Nvidia H200 GPU rental rates fell about 40% in three weeks, sliding from roughly $7/hr to $4/hr as spot prices softened on older Hopper chips.

Nvidia H200 GPU rental prices fell roughly 40% over three weeks, according to the Ornn Compute Price Index, moving from about $7 per hour to roughly $4 per hour.

The decline reflects spot-market weakness for older Hopper-generation chips as cloud providers shift to newer Blackwell-generation parts such as B200 and GB200, which are carrying premium pricing, Ornn’s data shows.

Nvidia shares closed at $214.25 on May 28, ahead of the latest Ornn reading.

Analyst Thierry Borgeat of Arvy described the change as a 40% drop in the cost of a key GPU.

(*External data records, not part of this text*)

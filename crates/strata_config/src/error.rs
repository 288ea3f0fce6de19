//! Error types for configuration loading and validation.

/// Errors that can occur when loading or validating a `strata.toml` configuration.
#[derive(Debug, thiserror::Error)]
pub enum ConfigError {
    /// An I/O error occurred while reading the configuration file.
    #[error("failed to read configuration: {0}")]
    IoError(#[from] std::io::Error),

    /// The TOML content could not be parsed.
    #[error("failed to parse configuration: {0}")]
    ParseError(String),

    /// A required field is missing from the configuration.
    #[error("missing required field: {0}")]
    MissingField(String),

    /// A configuration value failed validation.
    #[error("validation error: {0}")]
    ValidationError(String),
}
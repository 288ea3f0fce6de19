//! Right-to-left streaming (`{<< n {src}}`) as a counted loop.
//!
//! The reordered value is built in `loopN::temp` by a FOR that copies `src`
//! slice by slice, last slice first. The loop runs before the statement that
//! uses the stream; the stream expression itself becomes a reference to the
//! temporary.

use strata_ast::{AlwaysKind, BinaryOp, NodeId, NodeKind};
use strata_common::StrataResult;
use strata_db::{ObjHandle, ObjectKind, Relation};

use super::lower_object;
use crate::arith::Arith;
use crate::context::LowerCtx;
use crate::errors;

/// Where the synthesized declarations live.
const DECL_SCOPES: &[NodeKind] = &[
    NodeKind::Function,
    NodeKind::Task,
    NodeKind::GenBlock,
    NodeKind::Module,
    NodeKind::Interface,
    NodeKind::Package,
];

/// Where the loop can run: a statement block, or failing that a fresh
/// combinational process on the unit.
const LOOP_SCOPES: &[NodeKind] = &[
    NodeKind::Block,
    NodeKind::Function,
    NodeKind::Task,
    NodeKind::GenBlock,
    NodeKind::Module,
    NodeKind::Interface,
    NodeKind::Package,
];

/// Lowers a right-to-left streaming operation.
pub fn lower_stream_rl(ctx: &mut LowerCtx<'_>, h: ObjHandle) -> StrataResult<Option<NodeId>> {
    let loc = ctx.loc(h);
    let operands = ctx.db.iterate(Relation::Operands, h);
    let (slice_h, src_h) = match operands.as_slice() {
        [src] => (None, *src),
        [slice, src] if ctx.db.kind(*slice) == ObjectKind::Constant => (Some(*slice), *src),
        _ => return unhandled(ctx, h),
    };
    let slice = match slice_h {
        Some(s) => lower_object(ctx, s)?.and_then(|n| ctx.ast.const_int(n)),
        None => Some(1),
    };
    let src = lower_object(ctx, src_h)?;
    let (Some(slice), Some(src)) = (slice.filter(|&s| s > 0), src) else {
        return unhandled(ctx, h);
    };
    if ctx.ast.kind(src) != NodeKind::Identifier || !ctx.ast.children(src).is_empty() {
        return unhandled(ctx, h);
    }
    let (Some(decl_scope), Some(loop_scope)) = (
        ctx.frames.find_ancestor(&ctx.ast, DECL_SCOPES),
        ctx.frames.find_ancestor(&ctx.ast, LOOP_SCOPES),
    ) else {
        return unhandled(ctx, h);
    };

    let id = ctx.fresh_loop_id();
    let temp_name = format!("loop{id}::temp");
    let i_name = format!("loop{id}::i");
    let src_name = ctx.ast.node(src).name;

    // temp is as wide as the source
    let bits = bits_of(ctx, src_name, loc);
    let top = {
        let mut ar = Arith::new(&mut ctx.ast, loc);
        ar.add_int(bits, -1)
    };
    let zero = ctx.ast.mk_const_int(0, loc);
    let temp_range = ctx.ast.mk_range_of(top, Some(zero), loc);
    let temp = ctx.ast.mk_named(NodeKind::Wire, &temp_name, loc);
    ctx.ast.node_mut(temp).flags.is_reg = true;
    ctx.ast.push_child(temp, temp_range);

    let counter = ctx.ast.mk_named(NodeKind::Wire, &i_name, loc);
    let counter_range = ctx.ast.mk_range(31, 0, loc);
    ctx.ast.push_child(counter, counter_range);
    let flags = &mut ctx.ast.node_mut(counter).flags;
    flags.is_reg = true;
    flags.is_signed = true;

    ctx.ast.push_child(decl_scope, temp);
    ctx.ast.push_child(decl_scope, counter);

    let for_node = build_loop(ctx, id, &temp_name, &i_name, src_name, slice, loc);
    if ctx.ast.kind(loop_scope) == NodeKind::Block {
        ctx.ast.push_child(loop_scope, for_node);
    } else {
        let block = ctx.ast.mk_with(NodeKind::Block, loc, vec![for_node]);
        let always = ctx.ast.mk_with(NodeKind::Always, loc, vec![block]);
        ctx.ast.node_mut(always).attrs.always_kind = Some(AlwaysKind::Comb);
        ctx.ast.push_child(loop_scope, always);
    }

    Ok(Some(ctx.ast.mk_ident(&temp_name, loc)))
}

fn unhandled(ctx: &LowerCtx<'_>, h: ObjHandle) -> StrataResult<Option<NodeId>> {
    let code = ctx.db.get_int(strata_db::IntProp::OpType, h).unwrap_or(0);
    ctx.emit(errors::unhandled_operation(code, ctx.loc(h), ctx.config.stop_on_error));
    Ok(None)
}

/// `$bits(name)`.
fn bits_of(ctx: &mut LowerCtx<'_>, name: strata_common::Ident, loc: strata_source::Loc) -> NodeId {
    let arg = ctx.ast.mk_ident_id(name, loc);
    let call = ctx.ast.mk_named(NodeKind::FCall, "$bits", loc);
    ctx.ast.push_child(call, arg);
    call
}

/// `for (i = 0; i < $bits(src) / s; i = i + 1)
///     temp[i*s + s-1 : i*s] = src[W-1 - i*s : W-s - i*s];`
fn build_loop(
    ctx: &mut LowerCtx<'_>,
    id: u32,
    temp_name: &str,
    i_name: &str,
    src: strata_common::Ident,
    slice: i64,
    loc: strata_source::Loc,
) -> NodeId {
    let i_init = ctx.ast.mk_ident(i_name, loc);
    let zero = ctx.ast.mk_const_int(0, loc);
    let init = ctx.ast.mk_with(NodeKind::AssignEq, loc, vec![i_init, zero]);

    let i_cond = ctx.ast.mk_ident(i_name, loc);
    let width = bits_of(ctx, src, loc);
    let s = ctx.ast.mk_const_int(slice, loc);
    let count = ctx.ast.mk_binary(BinaryOp::Div, width, s, loc);
    let cond = ctx.ast.mk_binary(BinaryOp::Lt, i_cond, count, loc);

    let i_inc = ctx.ast.mk_ident(i_name, loc);
    let i_next = ctx.ast.mk_ident(i_name, loc);
    let next = {
        let mut ar = Arith::new(&mut ctx.ast, loc);
        ar.add_int(i_next, 1)
    };
    let inc = ctx.ast.mk_with(NodeKind::AssignEq, loc, vec![i_inc, next]);

    let i_lhs = ctx.ast.mk_ident(i_name, loc);
    let i_rhs = ctx.ast.mk_ident(i_name, loc);
    let w = bits_of(ctx, src, loc);
    let (lhs_range, rhs_range) = {
        let mut ar = Arith::new(&mut ctx.ast, loc);
        let offset = ar.mul_int(i_lhs, slice);
        let low = ar.copy(offset);
        let high = ar.add_int(offset, slice - 1);
        let lhs_range = ar.ast.mk_range_of(high, Some(low), loc);

        let offset = ar.mul_int(i_rhs, slice);
        let offset_copy = ar.copy(offset);
        let w_copy = ar.copy(w);
        let top = ar.add_int(w, -1);
        let high = ar.sub(top, offset);
        let bottom = ar.add_int(w_copy, -slice);
        let low = ar.sub(bottom, offset_copy);
        (lhs_range, ar.ast.mk_range_of(high, Some(low), loc))
    };
    let target = ctx.ast.mk_ident(temp_name, loc);
    ctx.ast.push_child(target, lhs_range);
    let source = ctx.ast.mk_ident_id(src, loc);
    ctx.ast.push_child(source, rhs_range);
    let copy = ctx.ast.mk_with(NodeKind::AssignEq, loc, vec![target, source]);
    let body = ctx.ast.mk_with(NodeKind::Block, loc, vec![copy]);

    let for_node = ctx.ast.mk_named(NodeKind::For, &format!("$loop{id}"), loc);
    for c in [init, cond, inc, body] {
        ctx.ast.push_child(for_node, c);
    }
    for_node
}

#[cfg(test)]
mod tests {
    use super::*;
    use strata_config::LowerConfig;
    use strata_db::{IntProp, MemDb, OpType, Value};
    use strata_diagnostics::DiagnosticSink;

    fn stream(db: &mut MemDb, slice: Option<i64>, src: ObjHandle) -> ObjHandle {
        let mut operands = Vec::new();
        if let Some(s) = slice {
            operands.push(db.obj(ObjectKind::Constant).value(Value::Int(s)).finish());
        }
        operands.push(src);
        db.obj(ObjectKind::Operation)
            .int(IntProp::OpType, OpType::StreamRl.code())
            .rels(Relation::Operands, operands)
            .finish()
    }

    fn with_module<R>(db: &MemDb, f: impl FnOnce(&mut LowerCtx<'_>, NodeId) -> R) -> (R, DiagnosticSink) {
        let config = LowerConfig::default();
        let sink = DiagnosticSink::new();
        let r = {
            let mut ctx = LowerCtx::new(db, &config, &sink);
            ctx.frames.push(ObjHandle::from_raw(999), ObjectKind::Module);
            let m = ctx.ast.mk_named(NodeKind::Module, "m", strata_source::Loc::DUMMY);
            ctx.frames.set_current(m);
            f(&mut ctx, m)
        };
        (r, sink)
    }

    #[test]
    fn continuous_stream_gets_its_own_process() {
        let mut db = MemDb::new();
        let src = db.obj(ObjectKind::RefObj).name("data").finish();
        let op = stream(&mut db, Some(8), src);
        let (kinds, _) = with_module(&db, |ctx, m| {
            let node = lower_object(ctx, op).unwrap().unwrap();
            assert_eq!(ctx.ast.name_of(node), "loop0::temp");
            let kids = ctx.ast.children(m).to_vec();
            let always = kids[2];
            assert_eq!(ctx.ast.node(always).attrs.always_kind, Some(AlwaysKind::Comb));
            let block = ctx.ast.children(always)[0];
            let for_node = ctx.ast.children(block)[0];
            assert_eq!(ctx.ast.name_of(for_node), "$loop0");
            kids.iter().map(|&k| ctx.ast.name_of(k).to_string()).collect::<Vec<_>>()
        });
        assert_eq!(kinds[..2], ["loop0::temp".to_string(), "loop0::i".to_string()]);
    }

    #[test]
    fn stream_inside_block_runs_before_statement() {
        let mut db = MemDb::new();
        let src = db.obj(ObjectKind::RefObj).name("data").finish();
        let op = stream(&mut db, None, src);
        with_module(&db, |ctx, m| {
            let block = ctx.ast.mk(NodeKind::Block, strata_source::Loc::DUMMY);
            ctx.frames.push(ObjHandle::from_raw(998), ObjectKind::Begin);
            ctx.frames.set_current(block);
            lower_object(ctx, op).unwrap().unwrap();
            let for_node = ctx.ast.children(block)[0];
            assert_eq!(ctx.ast.kind(for_node), NodeKind::For);
            // init, cond, inc, body
            assert_eq!(ctx.ast.children(for_node).len(), 4);
            assert_eq!(ctx.ast.children(m).len(), 2);
        });
    }

    #[test]
    fn selected_source_is_unhandled() {
        let mut db = MemDb::new();
        let idx = db.obj(ObjectKind::Constant).value(Value::Int(0)).finish();
        let src = db.obj(ObjectKind::BitSelect).name("data").rel(Relation::Index, idx).finish();
        let op = stream(&mut db, None, src);
        let (node, sink) = with_module(&db, |ctx, _| lower_object(ctx, op).unwrap());
        assert_eq!(node, None);
        assert_eq!(sink.take_all()[0].code, errors::W301);
    }
}
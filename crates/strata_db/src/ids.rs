//! Handles into the design database.

strata_common::define_id!(
    /// Opaque, copyable handle for an object in a design database.
    ObjHandle
);
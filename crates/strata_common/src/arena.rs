//! Dense, ID-indexed storage shared by the design database and the lowered tree.
//!
//! An [`Arena`] hands out opaque [`ArenaId`] keys on insertion. Items are never
//! removed, so an ID stays valid for the lifetime of its arena; rewriting a tree
//! allocates new nodes rather than freeing old ones.

use serde::{Deserialize, Serialize};
use std::marker::PhantomData;
use std::ops::{Index, IndexMut};

/// Trait for opaque ID types used as arena keys.
pub trait ArenaId: Copy {
    /// Creates an ID from a raw `u32` index.
    fn from_raw(index: u32) -> Self;

    /// Returns the raw `u32` index.
    fn as_raw(self) -> u32;
}

/// Defines a `u32` newtype implementing [`ArenaId`].
///
/// The calling crate must depend on `serde`.
#[macro_export]
macro_rules! define_id {
    ($(#[$meta:meta])* $name:ident) => {
        $(#[$meta])*
        #[derive(
            Clone, Copy, PartialEq, Eq, PartialOrd, Ord, Hash, Debug,
            ::serde::Serialize, ::serde::Deserialize,
        )]
        #[serde(transparent)]
        pub struct $name(u32);

        impl $name {
            /// Creates an ID from a raw `u32` index.
            pub fn from_raw(index: u32) -> Self {
                Self(index)
            }

            /// Returns the raw `u32` index.
            pub fn as_raw(self) -> u32 {
                self.0
            }
        }

        impl $crate::arena::ArenaId for $name {
            fn from_raw(index: u32) -> Self {
                Self(index)
            }

            fn as_raw(self) -> u32 {
                self.0
            }
        }
    };
}

/// A dense, ID-indexed container.
#[derive(Debug, Clone, Serialize, Deserialize)]
#[serde(transparent)]
pub struct Arena<I: ArenaId, T> {
    items: Vec<T>,
    #[serde(skip)]
    _marker: PhantomData<I>,
}

impl<I: ArenaId, T> Default for Arena<I, T> {
    fn default() -> Self {
        Self::new()
    }
}

impl<I: ArenaId, T> Arena<I, T> {
    /// Creates a new, empty arena.
    pub fn new() -> Self {
        Self {
            items: Vec::new(),
            _marker: PhantomData,
        }
    }

    /// Allocates a new item and returns its ID.
    pub fn alloc(&mut self, item: T) -> I {
        let id = I::from_raw(self.items.len() as u32);
        self.items.push(item);
        id
    }

    /// Returns a reference to the item with the given ID.
    ///
    /// # Panics
    ///
    /// Panics if the ID is out of bounds.
    pub fn get(&self, id: I) -> &T {
        &self.items[id.as_raw() as usize]
    }

    /// Returns the item with the given ID, or `None` if it is out of bounds.
    pub fn try_get(&self, id: I) -> Option<&T> {
        self.items.get(id.as_raw() as usize)
    }

    /// Returns a mutable reference to the item with the given ID.
    ///
    /// # Panics
    ///
    /// Panics if the ID is out of bounds.
    pub fn get_mut(&mut self, id: I) -> &mut T {
        &mut self.items[id.as_raw() as usize]
    }

    /// Returns the number of items in the arena.
    pub fn len(&self) -> usize {
        self.items.len()
    }

    /// Returns `true` if the arena contains no items.
    pub fn is_empty(&self) -> bool {
        self.items.is_empty()
    }

    /// Returns `true` if `id` refers to an allocated item.
    pub fn contains(&self, id: I) -> bool {
        (id.as_raw() as usize) < self.items.len()
    }

    /// Iterates over `(ID, &T)` pairs in allocation order.
    pub fn iter(&self) -> impl Iterator<Item = (I, &T)> {
        self.items
            .iter()
            .enumerate()
            .map(|(i, item)| (I::from_raw(i as u32), item))
    }

    /// Iterates over `(ID, &mut T)` pairs in allocation order.
    pub fn iter_mut(&mut self) -> impl Iterator<Item = (I, &mut T)> {
        self.items
            .iter_mut()
            .enumerate()
            .map(|(i, item)| (I::from_raw(i as u32), item))
    }

    /// Iterates over references to items in allocation order.
    pub fn values(&self) -> impl Iterator<Item = &T> {
        self.items.iter()
    }
}

impl<I: ArenaId, T> Index<I> for Arena<I, T> {
    type Output = T;

    fn index(&self, id: I) -> &T {
        self.get(id)
    }
}

impl<I: ArenaId, T> IndexMut<I> for Arena<I, T> {
    fn index_mut(&mut self, id: I) -> &mut T {
        self.get_mut(id)
    }
}
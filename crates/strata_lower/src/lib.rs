//! Lowering from an elaborated design graph to the flat target tree.
//!
//! The walker in [`walker`] visits the design database top-down and builds a
//! [`strata_ast::Ast`] with one unit per module, interface, package, and
//! parameter specialization. Once a unit is complete, [`normalize`] flattens
//! its multi-dimensional declarations and rewrites struct member accesses
//! into bit ranges, so the output only contains single-range vectors and flat
//! names.
//!
//! # Usage
//!
//! ```ignore
//! let lowered = lower_design(&db, &config, &sink)?;
//! println!("{}", strata_ast::dump::dump(&lowered.ast, lowered.root));
//! ```

#![warn(missing_docs)]

mod arith;
pub mod context;
pub mod errors;
pub mod flatten;
pub mod frames;
pub mod memories;
pub mod merge;
pub mod normalize;
pub mod registry;
pub mod scope;
pub mod specialize;
pub mod struct_path;
pub mod walker;

use strata_ast::{Ast, NodeId};
use strata_common::{InternalError, StrataResult};
use strata_config::LowerConfig;
use strata_db::DesignDb;
use strata_diagnostics::DiagnosticSink;

use context::LowerCtx;

/// The result of lowering a design.
pub struct Lowered {
    /// The tree holding every lowered unit.
    pub ast: Ast,
    /// The DESIGN node; its children are the packages, then the units in
    /// registration order.
    pub root: NodeId,
}

impl Lowered {
    /// Names of the top-level units, in output order.
    pub fn unit_names(&self) -> Vec<&str> {
        self.ast
            .children(self.root)
            .iter()
            .map(|&unit| self.ast.name_of(unit))
            .collect()
    }

    /// Finds a top-level unit by name.
    pub fn unit(&self, name: &str) -> Option<NodeId> {
        self.ast
            .children(self.root)
            .iter()
            .copied()
            .find(|&unit| self.ast.name_of(unit) == name)
    }
}

/// Lowers the design rooted at `db.root()`.
///
/// User-facing errors are emitted to `sink`; only internal consistency
/// violations (a database without a root, a broken scope invariant) return
/// `Err`.
pub fn lower_design(db: &dyn DesignDb, config: &LowerConfig, sink: &DiagnosticSink) -> StrataResult<Lowered> {
    let root = db
        .root()
        .ok_or_else(|| InternalError::new("design database has no root object"))?;
    let mut ctx = LowerCtx::new(db, config, sink);
    let design = walker::design::process_design(&mut ctx, root)?;
    Ok(Lowered {
        ast: ctx.ast,
        root: design,
    })
}

#[cfg(test)]
mod tests {
    use super::*;
    use strata_db::{MemDb, ObjectKind, Relation};

    #[test]
    fn empty_database_is_internal_error() {
        let db = MemDb::new();
        let sink = DiagnosticSink::new();
        assert!(lower_design(&db, &LowerConfig::default(), &sink).is_err());
    }

    #[test]
    fn single_module_design() {
        let mut db = MemDb::new();
        let def = db.obj(ObjectKind::Module).name("work@top").finish();
        let top = db.obj(ObjectKind::Module).name("work@top").finish();
        let design = db
            .obj(ObjectKind::Design)
            .rel(Relation::AllModules, def)
            .rel(Relation::TopModules, top)
            .finish();
        db.set_root(design);
        let sink = DiagnosticSink::new();
        let lowered = lower_design(&db, &LowerConfig::default(), &sink).unwrap();
        assert_eq!(lowered.unit_names(), vec!["top"]);
        assert!(lowered.unit("top").is_some());
        assert!(!sink.has_errors());
    }
}
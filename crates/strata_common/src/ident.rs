//! Interned names for declarations, modules, and synthesized symbols.

use lasso::ThreadedRodeo;
use serde::{Deserialize, Serialize};

/// An interned name of a node in the lowered tree.
///
/// Module names, wire names, package-qualified names (`pkg::WIDTH`) and
/// synthesized names (`loop3::temp`, `$paramod\M\W=32'd8`) all share the same
/// interner, so comparing two names is a single `u32` comparison.
#[derive(Clone, Copy, PartialEq, Eq, Hash, PartialOrd, Ord, Debug, Serialize, Deserialize)]
pub struct Ident(u32);

impl Ident {
    /// Creates an `Ident` from a raw `u32` index.
    ///
    /// Intended for deserialization and tests; regular code goes through
    /// [`Interner::get_or_intern`].
    pub fn from_raw(index: u32) -> Self {
        Self(index)
    }

    /// Returns the raw `u32` index of this identifier.
    pub fn as_raw(self) -> u32 {
        self.0
    }
}

// SAFETY: `Ident` wraps a `u32` which always fits in a `usize` on supported
// targets, and `try_from_usize` rejects values that do not fit in a `u32`.
unsafe impl lasso::Key for Ident {
    fn into_usize(self) -> usize {
        self.0 as usize
    }

    fn try_from_usize(int: usize) -> Option<Self> {
        u32::try_from(int).ok().map(Ident)
    }
}

/// String interner backed by [`lasso::ThreadedRodeo`].
///
/// The empty string is interned eagerly so that unnamed nodes (anonymous
/// blocks, constants) can carry [`Interner::empty`] without a lookup.
pub struct Interner {
    rodeo: ThreadedRodeo<Ident>,
    empty: Ident,
}

impl Interner {
    /// Creates a new interner containing only the empty string.
    pub fn new() -> Self {
        let rodeo = ThreadedRodeo::new();
        let empty = rodeo.get_or_intern("");
        Self { rodeo, empty }
    }

    /// Interns a string, returning its [`Ident`].
    pub fn get_or_intern(&self, s: &str) -> Ident {
        self.rodeo.get_or_intern(s)
    }

    /// Returns the identifier of an already-interned string without interning it.
    pub fn get(&self, s: &str) -> Option<Ident> {
        self.rodeo.get(s)
    }

    /// Resolves an [`Ident`] back to its string value.
    ///
    /// # Panics
    ///
    /// Panics if the `Ident` was not created by this interner.
    pub fn resolve(&self, ident: Ident) -> &str {
        self.rodeo.resolve(&ident)
    }

    /// The identifier of the empty string.
    pub fn empty(&self) -> Ident {
        self.empty
    }

    /// Number of distinct strings interned so far.
    pub fn len(&self) -> usize {
        self.rodeo.len()
    }

    /// Always `false`: the empty string is interned on construction.
    pub fn is_empty(&self) -> bool {
        self.rodeo.is_empty()
    }
}

impl Default for Interner {
    fn default() -> Self {
        Self::new()
    }
}

#[cfg(test)]
mod tests {
    use super::*;

    #[test]
    fn intern_resolve_roundtrip() {
        let interner = Interner::new();
        let id = interner.get_or_intern("pkg::WIDTH");
        assert_eq!(interner.resolve(id), "pkg::WIDTH");
    }

    #[test]
    fn same_string_same_ident() {
        let interner = Interner::new();
        let a = interner.get_or_intern("loop0::i");
        let b = interner.get_or_intern("loop0::i");
        assert_eq!(a, b);
    }

    #[test]
    fn empty_is_preinterned() {
        let interner = Interner::new();
        assert_eq!(interner.resolve(interner.empty()), "");
        assert_eq!(interner.get(""), Some(interner.empty()));
        assert_eq!(interner.len(), 1);
        assert!(!interner.is_empty());
    }

    #[test]
    fn get_does_not_intern() {
        let interner = Interner::new();
        assert_eq!(interner.get("missing"), None);
        assert_eq!(interner.len(), 1);
    }

    #[test]
    fn serde_roundtrip() {
        let id = Ident(42);
        let json = serde_json::to_string(&id).unwrap();
        let back: Ident = serde_json::from_str(&json).unwrap();
        assert_eq!(id, back);
    }
}
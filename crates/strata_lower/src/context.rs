//! Mutable lowering state carried through the recursive walk.
//!
//! [`LowerCtx`] owns the tree under construction, the unit registry, the scope
//! table used by normalization, and the walker's frame stack. It borrows the
//! design database, the configuration, and the diagnostic sink for the whole
//! run.

use strata_ast::Ast;
use strata_config::LowerConfig;
use strata_db::{DesignDb, ObjHandle};
use strata_diagnostics::{Diagnostic, DiagnosticSink};
use strata_source::Loc;

use crate::errors;
use crate::frames::FrameStack;
use crate::registry::UnitRegistry;
use crate::scope::ScopeTable;

/// Mutable state carried through lowering.
pub struct LowerCtx<'a> {
    /// The design being read.
    pub db: &'a dyn DesignDb,
    /// Engine settings.
    pub config: &'a LowerConfig,
    /// Where user-facing diagnostics go.
    pub sink: &'a DiagnosticSink,
    /// The tree under construction.
    pub ast: Ast,
    /// Every top-level unit by name.
    pub registry: UnitRegistry,
    /// Declarations visible to the unit being normalized.
    pub scope: ScopeTable,
    /// Active lowering calls.
    pub frames: FrameStack,
    next_loop_id: u32,
    next_enum_id: u32,
    next_port_id: u32,
}

impl<'a> LowerCtx<'a> {
    /// Creates a context with an empty tree.
    pub fn new(db: &'a dyn DesignDb, config: &'a LowerConfig, sink: &'a DiagnosticSink) -> Self {
        Self {
            db,
            config,
            sink,
            ast: Ast::new(),
            registry: UnitRegistry::new(),
            scope: ScopeTable::new(),
            frames: FrameStack::new(),
            next_loop_id: 0,
            next_enum_id: 0,
            next_port_id: 1,
        }
    }

    /// Allocates a loop id, shared by `$loopN`, `$fordecl_blockN`, and
    /// streaming loops.
    pub fn fresh_loop_id(&mut self) -> u32 {
        let id = self.next_loop_id;
        self.next_loop_id += 1;
        id
    }

    /// Allocates an id for an anonymous enum.
    pub fn fresh_enum_id(&mut self) -> u32 {
        let id = self.next_enum_id;
        self.next_enum_id += 1;
        id
    }

    /// Allocates the next 1-based port position of the current unit.
    pub fn alloc_port_id(&mut self) -> u32 {
        let id = self.next_port_id;
        self.next_port_id += 1;
        id
    }

    /// Restarts port numbering for a new unit.
    pub fn reset_port_ids(&mut self) {
        self.next_port_id = 1;
    }

    /// Source location of a design object.
    pub fn loc(&self, h: ObjHandle) -> Loc {
        self.db.location(h)
    }

    /// Emits a diagnostic.
    pub fn emit(&self, diag: Diagnostic) {
        self.sink.emit(diag);
    }

    /// Reports an object kind the walker has no rule for.
    pub fn report_unhandled(&self, h: ObjHandle) {
        let name = self.db.name(h).unwrap_or("");
        self.emit(errors::unhandled_object(
            self.db.kind(h),
            name,
            self.loc(h),
            self.config.stop_on_error,
        ));
    }

    /// Reports a typespec that is not supported in `context`.
    pub fn report_unhandled_typespec(&self, context: &str, typespec: ObjHandle) {
        let name = self.db.name(typespec).unwrap_or("");
        self.emit(errors::unhandled_typespec(
            context,
            self.db.kind(typespec),
            name,
            self.loc(typespec),
            self.config.stop_on_error,
        ));
    }
}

Wedbush analyst Dan Ives retained an Outperform rating and a $300 price target for Nvidia. The analyst consensus across 43 firms sits near $304.

A market study estimated implied 2025–2030 returns from AI investments at about -9.2% for Microsoft and -28.8% for Meta.

Nvidia reported $81.6 billion in revenue in its most recent quarter, up 85% year over year.

Spot rental prices can change quickly when supply increases or demand softens, while contracted purchases and multi-year deals by hyperscalers can lag and mask shifts in buying patterns. Market participants are monitoring spot indices and company guidance for additional signs on demand for high-end GPUs.